I resisted the urge to launch into a lecture that would not amuse card-carrying members of the NRA. Sure, I have a gun (and a box with three bullets), but I keep it locked away in a filing cabinet in the back room. I’m a cop, after all, and may be called upon one of these days to shoot a rabid skunk or an Elvis impersonator. I can’t imagine myself shooting much of anything else, even though Hizzoner the Moron has tried my patience on occasion.

I settled for a vaguely sympathetic smile. “It doesn’t sound like you’ve had much luck with husbands.”

“It’s a good thing I’m not afraid of living alone,” she said as she stood up, buttoned her coat, and pulled on hand-sewn leather gloves. “I need to run out to the house and find out if the electrician ever showed up. I just thought it’d be nice if you and I got better acquainted.”

“Drop by any old time,” I said, my fingers crossed in my lap. She seemed perfectly nice, if a little bit odd about wily government agents. A little bit odd barely rates a mention in a county with Buchanons as plentiful as cow patties in a pasture.

I watched her drive away in a creamy brown car, genus Mercedes, species unfamiliar. I turned off the coffee pot, collected my radar gun, balsa wood, and pocket knife, and was almost out the door when the telephone rang. Despite my instincts to keep on going, I turned back to answer it.

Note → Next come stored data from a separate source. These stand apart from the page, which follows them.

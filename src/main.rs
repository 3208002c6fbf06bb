use genpix::{logger, proxy::server, Config};

#[actix_web::main]
async fn main() -> Result<(), Box<dyn std::error::Error>> {
    let env_loaded = dotenv::dotenv().is_ok();

    let config = Config::from_env();
    let logger_config = if config.log_json {
        logger::LoggerConfig::production()
    } else {
        logger::LoggerConfig::development()
    };
    logger::init_with_config(logger_config)?;

    if env_loaded {
        log::info!("✅ .env file loaded successfully");
    } else {
        log::warn!("⚠️  No .env file found, using system environment variables");
    }

    logger::log_startup_info(env!("CARGO_PKG_NAME"), env!("CARGO_PKG_VERSION"), &config);
    logger::log_config_info(&config);

    if let Err(e) = config.proxy.validate() {
        log::error!("❌ {}", e);
        return Err(e.into());
    }

    server::run(config.proxy).await?;
    log::info!("👋 Download proxy stopped");
    Ok(())
}
//! Base64 <-> binary conversion for proxied image downloads.
//!
//! The proxy ships image bytes as a JSON string holding standard base64. The
//! page turns that string back into a [`Blob`] before handing it to the save
//! action. Decoding streams through the input and emits the blob in
//! [`SLICE_SIZE`] parts so the full decoded buffer never has to exist twice.

use std::io::{ErrorKind, Read};

use base64::{engine::general_purpose::STANDARD, read::DecoderReader, Engine as _};

use crate::error::{GenPixError, Result};
use crate::page::PageHost;

pub const SLICE_SIZE: usize = 512;

pub const ENCODING_FAILED_MESSAGE: &str = "Something went wrong with encoding image download";

/// Binary object tagged with a content type, assembled from byte slices.
#[derive(Debug, Clone, PartialEq, Eq)]
pub struct Blob {
    content_type: String,
    parts: Vec<Vec<u8>>,
    size: usize,
}

impl Blob {
    pub fn new(parts: Vec<Vec<u8>>, content_type: impl Into<String>) -> Self {
        let size = parts.iter().map(Vec::len).sum();
        Self {
            content_type: content_type.into(),
            parts,
            size,
        }
    }

    pub fn content_type(&self) -> &str {
        &self.content_type
    }

    pub fn size(&self) -> usize {
        self.size
    }

    pub fn parts(&self) -> &[Vec<u8>] {
        &self.parts
    }

    pub fn to_bytes(&self) -> Vec<u8> {
        let mut bytes = Vec::with_capacity(self.size);
        for part in &self.parts {
            bytes.extend_from_slice(part);
        }
        bytes
    }
}

pub fn encode_base64(bytes: &[u8]) -> String {
    STANDARD.encode(bytes)
}

/// Decodes `base64_data` into a blob, failing on malformed input.
pub fn try_decode_blob(base64_data: &str, content_type: &str) -> Result<Blob> {
    let mut input = base64_data.trim().as_bytes();
    let mut reader = DecoderReader::new(&mut input, &STANDARD);
    let mut parts = Vec::new();

    loop {
        let mut slice = vec![0u8; SLICE_SIZE];
        let mut filled = 0;
        while filled < SLICE_SIZE {
            match reader.read(&mut slice[filled..]) {
                Ok(0) => break,
                Ok(n) => filled += n,
                Err(e) if e.kind() == ErrorKind::Interrupted => continue,
                Err(e) => return Err(GenPixError::EncodingError(e.to_string())),
            }
        }

        if filled == 0 {
            break;
        }
        slice.truncate(filled);
        parts.push(slice);
        if filled < SLICE_SIZE {
            break;
        }
    }

    Ok(Blob::new(parts, content_type))
}

/// Decodes `base64_data` for download. Malformed input is reported to the
/// user through `host` and yields `None`.
pub fn decode_blob<H>(base64_data: &str, content_type: &str, host: &H) -> Option<Blob>
where
    H: PageHost + ?Sized,
{
    match try_decode_blob(base64_data, content_type) {
        Ok(blob) => Some(blob),
        Err(e) => {
            log::error!("Error creating blob: {}", e);
            host.notify_error(ENCODING_FAILED_MESSAGE);
            None
        }
    }
}

#[cfg(test)]
mod tests {
    use super::*;
    use crate::page::host::RecordingHost;

    fn sample(len: usize) -> Vec<u8> {
        (0..len).map(|i| (i * 31 % 251) as u8).collect()
    }

    #[test]
    fn test_round_trip_odd_lengths() {
        for len in [0, 1, 2, 3, 511, 512, 513, 1024, 1537, 4099] {
            let bytes = sample(len);
            let blob = try_decode_blob(&encode_base64(&bytes), "image/png").unwrap();
            assert_eq!(blob.size(), len);
            assert_eq!(blob.to_bytes(), bytes);
            assert_eq!(encode_base64(&blob.to_bytes()), encode_base64(&bytes));
        }
    }

    #[test]
    fn test_parts_are_bounded() {
        let bytes = sample(1300);
        let blob = try_decode_blob(&encode_base64(&bytes), "image/png").unwrap();
        let sizes: Vec<usize> = blob.parts().iter().map(Vec::len).collect();
        assert_eq!(sizes, vec![512, 512, 276]);
        assert_eq!(blob.content_type(), "image/png");
    }

    #[test]
    fn test_empty_payload_is_empty_blob() {
        let blob = try_decode_blob("", "image/png").unwrap();
        assert_eq!(blob.size(), 0);
        assert!(blob.parts().is_empty());
    }

    #[test]
    fn test_malformed_input_notifies() {
        let host = RecordingHost::default();
        assert!(decode_blob("not*base64!", "image/png", &host).is_none());
        assert_eq!(host.errors(), vec![ENCODING_FAILED_MESSAGE.to_string()]);
    }

    #[test]
    fn test_valid_input_is_silent() {
        let host = RecordingHost::default();
        let blob = decode_blob("aGVsbG8=", "text/plain", &host).unwrap();
        assert_eq!(blob.to_bytes(), b"hello");
        assert!(host.errors().is_empty());
    }
}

“Get yourself over here,” whispered a voice I recognized as that of the proprietress of Ruby Bee’s Bar & Grill.

“I can’t,” I whispered back. “I have to nab speeders at the edge of town so I can earn my minuscule salary at the end of the month. Maybe later, okay?”

“You got to come right this instant, missy.”

I was going to inquire into the nature of the emergency when I realized I was listening to a dial tone. It could have been an armed robbery, I supposed, but it was more likely to be a mouse in the pantry or a snag in her panty hose. My mother dishes out melodrama as generously as she does peach cobbler.

I left the radar gun on the desk, and ambled down the road, pausing to wave at my landlord, Roy Stiver, who was hauling a spindly lamp into his antiques store. I live in an efficiency apartment apartment upstairs, although I’ve begun to wonder if I ought to find something less cramped. It had seemed just fine when I first arrived from Manhattan, even though it was quite a step down from a posh condominium with a view of the East River and the Queensboro Bridge. My current residence has a view of the pool hall and a couple of vacant buildings with yellowed newspapers taped across the windows. It also has cigarette burns in the linoleum, mildew on the walls, and a toilet that creaks to itself in the night.

As a temporary refuge, it was adequate. I sure as hell hadn’t planned to stay any longer than it took to let my bruised ego recover from the divorce. Now it seemed as though I’d never left town, that the blurred memories of cocktail parties and art galleries were nothing more than scenes from a movie I’d seen somewhere.

Shivering, I went into the barroom to find out what, if anything, had provoked the call. The provocation certainly had not come from the trucker snoring in the corner booth, or from the rednecks in the next booth, who were arguing about breeds of hunting dogs.

This narrowed it down to a lone figure on a stool by the bar. There were no antennas bobbling above his head, and he was wearing a camouflage jacket instead of a sequined suit from the Graceland souvenir store. Ruby Bee was standing in front of him, listening while she dried a beer mug with a towel. I couldn’t quite decipher her expression; she was nodding politely, but there was a certain rigidity to her features that suggested she was keeping her opinions to herself.

Which was unusual, to put it mildly. When she saw me, she dropped the towel and chirped, “Here’s Arly. She took her sweet time getting here, but that doesn’t mean she’s not interested in meeting you. Did I mention she happens to be the chief of police here in Maggody? The mayor’s wife was real annoyed when the town council hired her, but there wasn’t a line of candidates begging for the job.” She took a much needed breath as I came to a stop at the edge of the dance floor. “I was just telling General Pitts about you, honey. He’s in town to visit Kayleen, but she’s not out back in her room.”